Côté Trump, le professeur rejoint Adrien Menard. «J’ai de la peine à croire que les règles pourraient changer pour les entrepreneurs déjà présents compte tenu du pragmatisme économique et de l’influence du monde des affaires. L’immigration légale n’est pas véritablement la cible même s’il peut y avoir quelques restrictions.» Dans le passé, il y a bien eu un renouveau du protectionnisme : «Buy American, hire Americans.» Mais Jérémy Ghez tempère : «Cela a encouragé la prise en considération des demandes de visas H-1B notamment utilisées par les entreprises de la tech et les startups.»

Le fondateur de Fred&Farid confirme : «Donald Trump, pendant son premier mandat, a maintenu l’économie et la finance. Je ne crois pas qu’il y ait de grandes angoisses.»

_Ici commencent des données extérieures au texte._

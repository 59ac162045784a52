//! The ordered target table owned by a single agent.
//!
//! Table order is priority order: the first target that passes every gate
//! wins the tick. Removal is tombstoned and compacted after the evaluation
//! pass, so handles stay valid and a removal never shifts targets that are
//! still being scanned.

use crate::error::TargetError;
use crate::state::AiState;
use crate::target::AiTarget;

/// Stable handle to a registered target.
#[derive(Debug, Clone, Copy, PartialEq, Eq, PartialOrd, Ord, Hash)]
pub struct TargetId(u64);

impl core::fmt::Display for TargetId {
    fn fmt(&self, f: &mut core::fmt::Formatter<'_>) -> core::fmt::Result {
        write!(f, "target#{}", self.0)
    }
}

/// The target that won an evaluation pass.
#[derive(Debug, Clone, Copy, PartialEq, Eq)]
pub struct Fired<S> {
    /// Handle of the target that fired.
    pub id: TargetId,
    /// Transition requested by its action (`None` keeps the current state).
    pub next: Option<S>,
    /// The target's okay-to-eat flag.
    pub okay_to_eat: bool,
}

struct Slot<S, C> {
    id: TargetId,
    target: AiTarget<S, C>,
    retired: bool,
}

/// Ordered sequence of targets driving one agent's state machine.
pub struct TargetTable<S, C> {
    slots: Vec<Slot<S, C>>,
    next_id: u64,
}

impl<S: AiState, C: 'static> TargetTable<S, C> {
    /// Create an empty table.
    pub const fn new() -> Self {
        Self {
            slots: Vec::new(),
            next_id: 0,
        }
    }

    /// Append a target at the lowest priority and return its handle.
    pub fn register(&mut self, target: AiTarget<S, C>) -> TargetId {
        let id = TargetId(self.next_id);
        self.next_id = self.next_id.wrapping_add(1);
        self.slots.push(Slot {
            id,
            target,
            retired: false,
        });
        id
    }

    /// Append several targets in order.
    pub fn register_all<I>(&mut self, targets: I) -> Vec<TargetId>
    where
        I: IntoIterator<Item = AiTarget<S, C>>,
    {
        targets.into_iter().map(|t| self.register(t)).collect()
    }

    /// Retire a target. It is skipped from now on and dropped at the next
    /// [`compact`](Self::compact). Returns `false` if the handle is unknown
    /// or already retired.
    pub fn unregister(&mut self, id: TargetId) -> bool {
        match self.slots.iter_mut().find(|slot| slot.id == id && !slot.retired) {
            Some(slot) => {
                slot.retired = true;
                true
            }
            None => false,
        }
    }

    /// Drop retired targets.
    pub fn compact(&mut self) {
        self.slots.retain(|slot| !slot.retired);
    }

    /// Look up a live target.
    pub fn get(&self, id: TargetId) -> Option<&AiTarget<S, C>> {
        self.slots
            .iter()
            .find(|slot| slot.id == id && !slot.retired)
            .map(|slot| &slot.target)
    }

    /// Look up a live target mutably (e.g. to retune its tick rate).
    pub fn get_mut(&mut self, id: TargetId) -> Option<&mut AiTarget<S, C>> {
        self.slots
            .iter_mut()
            .find(|slot| slot.id == id && !slot.retired)
            .map(|slot| &mut slot.target)
    }

    /// Number of live targets.
    pub fn len(&self) -> usize {
        self.slots.iter().filter(|slot| !slot.retired).count()
    }

    /// Whether the table has no live targets.
    pub fn is_empty(&self) -> bool {
        self.len() == 0
    }

    /// Live targets in priority order.
    pub fn iter(&self) -> impl Iterator<Item = (TargetId, &AiTarget<S, C>)> {
        self.slots
            .iter()
            .filter(|slot| !slot.retired)
            .map(|slot| (slot.id, &slot.target))
    }

    /// Run one evaluation pass: find the first target whose state, throttle
    /// and predicate gates all pass, run its action and report it.
    ///
    /// An error from a predicate or action ends the pass immediately; no
    /// later target is evaluated.
    pub fn evaluate(
        &mut self,
        current: S,
        tick: u64,
        context: &mut C,
    ) -> Result<Option<Fired<S>>, TargetError> {
        for slot in &mut self.slots {
            if slot.retired
                || !slot.target.state().matches(current)
                || !slot.target.is_due(tick)
                || !slot.target.test(context)?
            {
                continue;
            }

            let next = slot.target.apply(context)?;
            if slot.target.should_unregister() {
                slot.retired = true;
            }
            return Ok(Some(Fired {
                id: slot.id,
                next,
                okay_to_eat: slot.target.is_okay_to_eat(),
            }));
        }
        Ok(None)
    }
}

impl<S: AiState, C: 'static> Default for TargetTable<S, C> {
    fn default() -> Self {
        Self::new()
    }
}

impl<S: core::fmt::Debug, C> core::fmt::Debug for TargetTable<S, C> {
    fn fmt(&self, f: &mut core::fmt::Formatter<'_>) -> core::fmt::Result {
        f.debug_list()
            .entries(
                self.slots
                    .iter()
                    .filter(|slot| !slot.retired)
                    .map(|slot| (slot.id, &slot.target)),
            )
            .finish()
    }
}

#[cfg(test)]
#[allow(clippy::unwrap_used)]
mod tests {
    use super::*;
    use crate::offset::OffsetCounter;

    #[derive(Debug, Clone, Copy, PartialEq, Eq)]
    enum Phase {
        X,
        Y,
        Z,
    }

    #[test]
    fn first_passing_target_wins() {
        let counter = OffsetCounter::new();
        let mut table: TargetTable<Phase, ()> = TargetTable::new();
        let a = table.register(AiTarget::on(Phase::X).transition_to(Phase::Y).build_with(&counter));
        let _b = table.register(AiTarget::on(Phase::X).transition_to(Phase::Z).build_with(&counter));

        let fired = table.evaluate(Phase::X, 0, &mut ()).unwrap().unwrap();
        assert_eq!(fired.id, a);
        assert_eq!(fired.next, Some(Phase::Y));
    }

    #[test]
    fn unregistered_targets_are_skipped_then_compacted() {
        let counter = OffsetCounter::new();
        let mut table: TargetTable<Phase, ()> = TargetTable::new();
        let a = table.register(AiTarget::on(Phase::X).transition_to(Phase::Y).build_with(&counter));
        let b = table.register(AiTarget::on(Phase::X).transition_to(Phase::Z).build_with(&counter));

        assert!(table.unregister(a));
        assert!(!table.unregister(a));
        assert_eq!(table.len(), 1);
        assert!(table.get(a).is_none());

        let fired = table.evaluate(Phase::X, 0, &mut ()).unwrap().unwrap();
        assert_eq!(fired.id, b);

        table.compact();
        assert_eq!(table.iter().map(|(id, _)| id).collect::<Vec<_>>(), vec![b]);
    }

    #[test]
    fn one_shot_target_retires_after_firing() {
        let counter = OffsetCounter::new();
        let mut table: TargetTable<Phase, ()> = TargetTable::new();
        let once = table.register(
            AiTarget::blocking()
                .transition_to(Phase::Z)
                .one_shot()
                .build_with(&counter),
        );

        let fired = table.evaluate(Phase::X, 0, &mut ()).unwrap().unwrap();
        assert_eq!(fired.id, once);
        assert!(table.is_empty());
        assert!(table.evaluate(Phase::X, 1, &mut ()).unwrap().is_none());
    }

    #[test]
    fn predicate_error_stops_the_pass() {
        let counter = OffsetCounter::new();
        let mut table: TargetTable<Phase, u32> = TargetTable::new();
        table.register(
            AiTarget::on(Phase::X)
                .predicate(|_: &u32| Err(TargetError::failed("sensor offline")))
                .build_with(&counter),
        );
        table.register(
            AiTarget::on(Phase::X)
                .action(|hits: &mut u32| {
                    *hits = hits.saturating_add(1);
                    Ok(None)
                })
                .build_with(&counter),
        );

        let mut hits = 0;
        assert!(table.evaluate(Phase::X, 0, &mut hits).is_err());
        assert_eq!(hits, 0);
    }

    #[test]
    fn tick_rate_can_be_retuned_through_handle() {
        let counter = OffsetCounter::new();
        let mut table: TargetTable<Phase, ()> = TargetTable::new();
        let id = table.register(AiTarget::on(Phase::X).tick_rate(20).build_with(&counter));
        table.get_mut(id).unwrap().set_tick_rate(3);
        assert_eq!(table.get(id).unwrap().tick_rate(), 3);
    }
}
//! Integration tests for the run loop under operator control.

#![allow(clippy::unwrap_used)]

use std::sync::Arc;
use std::time::Duration;

use colony_ai::{AiAgent, AiTarget, OffsetCounter};
use colony_core::operator::{OperatorState, RunEndReason};
use colony_core::runner::{NoOpCallback, run_colony};
use colony_core::scheduler::Scheduler;
use colony_types::{CitizenId, CitizenState};

fn throttled_colony(agents: u32) -> Scheduler<CitizenState> {
    let counter = OffsetCounter::new();
    let mut scheduler: Scheduler<CitizenState> = Scheduler::new();
    for raw in 1..=agents {
        let agent = AiAgent::new(CitizenState::Idle, 0_u32).with_targets([AiTarget::on(
            CitizenState::Idle,
        )
        .tick_rate(4)
        .action(|fired: &mut u32| {
            *fired = fired.saturating_add(1);
            Ok(None)
        })
        .build_with(&counter)]);
        scheduler.register(CitizenId::new(raw).unwrap(), Box::new(agent));
    }
    scheduler
}

#[tokio::test]
async fn throttled_targets_spread_over_ticks() {
    let mut scheduler = throttled_colony(4);
    let operator = Arc::new(OperatorState::with_limits(0, 8));

    struct Fired(Vec<usize>);
    impl colony_core::runner::TickCallback<CitizenState> for Fired {
        fn on_tick(
            &mut self,
            summary: &colony_core::scheduler::TickSummary<CitizenState>,
            _scheduler: &mut Scheduler<CitizenState>,
        ) {
            self.0.push(summary.fired_count());
        }
    }

    let mut fired = Fired(Vec::new());
    let result = run_colony(&mut scheduler, &operator, &mut fired).await.unwrap();
    assert_eq!(result.total_ticks, 8);

    // Offsets 0..4 with rate 4: exactly one agent fires on every tick.
    assert_eq!(fired.0, vec![1; 8]);
}

#[tokio::test]
async fn pause_then_stop_from_another_task() {
    let mut scheduler = throttled_colony(2);
    let operator = Arc::new(OperatorState::with_limits(1, 0));

    let controller = {
        let operator = Arc::clone(&operator);
        tokio::spawn(async move {
            tokio::time::sleep(Duration::from_millis(20)).await;
            operator.pause();
            tokio::time::sleep(Duration::from_millis(20)).await;
            operator.resume();
            tokio::time::sleep(Duration::from_millis(20)).await;
            operator.request_stop();
        })
    };

    let result = tokio::time::timeout(
        Duration::from_secs(5),
        run_colony(&mut scheduler, &operator, &mut NoOpCallback),
    )
    .await
    .unwrap()
    .unwrap();
    controller.await.unwrap();

    assert_eq!(result.end_reason, RunEndReason::OperatorStop);
    assert!(result.total_ticks > 0);
    assert_eq!(scheduler.clock().tick(), result.total_ticks);
}
//! End-to-end runs of the demo colony on the real run loop.

#![allow(clippy::unwrap_used)]

use std::sync::Arc;

use colony_core::config::ColonyConfig;
use colony_core::operator::{OperatorState, RunEndReason};
use colony_core::runner::run_colony;
use colony_core::scheduler::Scheduler;
use colony_engine::callback::ColonyCallback;
use colony_engine::colony::{Colony, SharedColony};
use colony_engine::spawner::spawn_citizens;
use colony_types::{CitizenState, RequestState};
use colony_workorders::{WorkManager, WorkOrder, WorkOrderRegistry};

fn founded(config: &ColonyConfig) -> (SharedColony, Scheduler<CitizenState>) {
    let colony = Colony::new(config).into_shared();
    let mut scheduler: Scheduler<CitizenState> = Scheduler::new();
    spawn_citizens(config, &colony, &mut scheduler).unwrap();
    (colony, scheduler)
}

#[tokio::test]
async fn colony_runs_to_tick_limit_without_faults() {
    let config = ColonyConfig::default();
    let (colony, mut scheduler) = founded(&config);
    let operator = Arc::new(OperatorState::with_limits(0, 400));
    let mut callback = ColonyCallback::new(SharedColony::clone(&colony), 10);

    let result = run_colony(&mut scheduler, &operator, &mut callback)
        .await
        .unwrap();

    assert_eq!(result.end_reason, RunEndReason::MaxTicksReached);
    assert_eq!(result.total_ticks, 400);
    assert_eq!(result.total_faults, 0);
    assert_eq!(callback.colony_ticks(), 40);

    let colony = colony.borrow();
    assert!(colony.work().top_id() > 0);
    for citizen in scheduler.citizens() {
        assert_ne!(scheduler.current_state(citizen), Some(CitizenState::Init));
    }
}

#[tokio::test]
async fn deliveries_get_resolved_over_a_long_run() {
    let config = ColonyConfig {
        builders: 0,
        deliverymen: 2,
        ..ColonyConfig::default()
    };
    let (colony, mut scheduler) = founded(&config);
    let operator = Arc::new(OperatorState::with_limits(0, 600));
    let mut callback = ColonyCallback::new(SharedColony::clone(&colony), 20);
    let mut tracked = Vec::new();
    {
        let mut host = colony.borrow_mut();
        let courier = colony_types::CitizenId::new(1).unwrap();
        for _ in 0..3 {
            let token = host.requests_mut().create_request();
            host.with_job(courier, |job, rs| job.add_request(token, rs))
                .unwrap();
            tracked.push(token);
        }
    }

    run_colony(&mut scheduler, &operator, &mut callback)
        .await
        .unwrap();

    let host = colony.borrow();
    for token in tracked {
        let state = host.requests().request_state(token).unwrap();
        assert!(
            matches!(state, RequestState::Resolved | RequestState::Cancelled),
            "{token} still {state:?}"
        );
    }
}

#[tokio::test]
async fn snapshot_after_a_run_restores_the_work_orders() {
    let config = ColonyConfig::default();
    let (colony, mut scheduler) = founded(&config);
    let operator = Arc::new(OperatorState::with_limits(0, 200));
    let mut callback = ColonyCallback::new(SharedColony::clone(&colony), 5);
    run_colony(&mut scheduler, &operator, &mut callback)
        .await
        .unwrap();

    let registry = WorkOrderRegistry::standard().unwrap();
    let host = colony.borrow();
    let snapshot = host.snapshot(&registry).unwrap();

    let work = snapshot.get("workManager").and_then(|v| v.as_object()).unwrap();
    let restored = WorkManager::read_from_compound(&registry, work);
    assert_eq!(restored.len(), host.work().len());
    assert_eq!(restored.top_id(), host.work().top_id());
    for (a, b) in restored.iter().zip(host.work().iter()) {
        assert_eq!(a.id(), b.id());
        assert_eq!(a.kind(), b.kind());
        assert_eq!(a.claimed_by(), b.claimed_by());
        assert_eq!(a.value(), b.value());
    }
}
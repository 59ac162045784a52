//! The shared tick clock.
//!
//! Every agent of a scheduler is evaluated against the same tick number.
//! The clock starts at tick 0; the scheduler advances it and then evaluates
//! the tick it was on.

/// Errors that can occur during clock operations.
#[derive(Debug, thiserror::Error)]
pub enum ClockError {
    /// Tick counter would overflow.
    #[error("tick counter overflow: cannot advance beyond u64::MAX")]
    TickOverflow,
}

/// Monotonic tick counter.
#[derive(Debug, Clone, Copy, Default, PartialEq, Eq)]
pub struct TickClock {
    tick: u64,
}

impl TickClock {
    /// Create a clock at tick 0.
    pub const fn new() -> Self {
        Self { tick: 0 }
    }

    /// Restore a clock at `tick`.
    pub const fn at(tick: u64) -> Self {
        Self { tick }
    }

    /// The tick that will be evaluated next.
    pub const fn tick(&self) -> u64 {
        self.tick
    }

    /// Advance by one tick and return the new tick number.
    pub fn advance(&mut self) -> Result<u64, ClockError> {
        self.tick = self.tick.checked_add(1).ok_or(ClockError::TickOverflow)?;
        Ok(self.tick)
    }

    /// Whether the current tick falls on a period boundary, e.g. the colony
    /// maintenance pass that runs every `period` ticks. A zero period never
    /// matches.
    pub const fn is_every(&self, period: u64) -> bool {
        match self.tick.checked_rem(period) {
            Some(rem) => rem == 0,
            None => false,
        }
    }
}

La société américaine en profonde évolution

Laurent Canneva, cofondateur de Spare It, une startup qui lutte contre le gaspillage, est plus mesuré. «Pour le secteur de l’environnement, dans lequel j’évolue, l’arrivée de Trump, qui s’affiche clairement comme un climats-sceptique, peut inquiéter. Son arrivée pourrait être synonyme de ralentissement de certains processus enclenchés par le gouvernement de Biden.»

L’inquiétude des entrepreneurs français souhaitant s’installer ou déjà présents aux US ne dépend pas des élections. La société américain est en pleine mutation et s’éloigne de plus en plus des sociétés européennes. «Finalement, je ne sais pas si avec notre culture cartésienne européenne de l’entrepreneuriat, nous comprenons bien la politisation du monde des affaires et de l’entrepreneuriat qui s’installe aux Etats-Unis», commente Jérémy Ghez.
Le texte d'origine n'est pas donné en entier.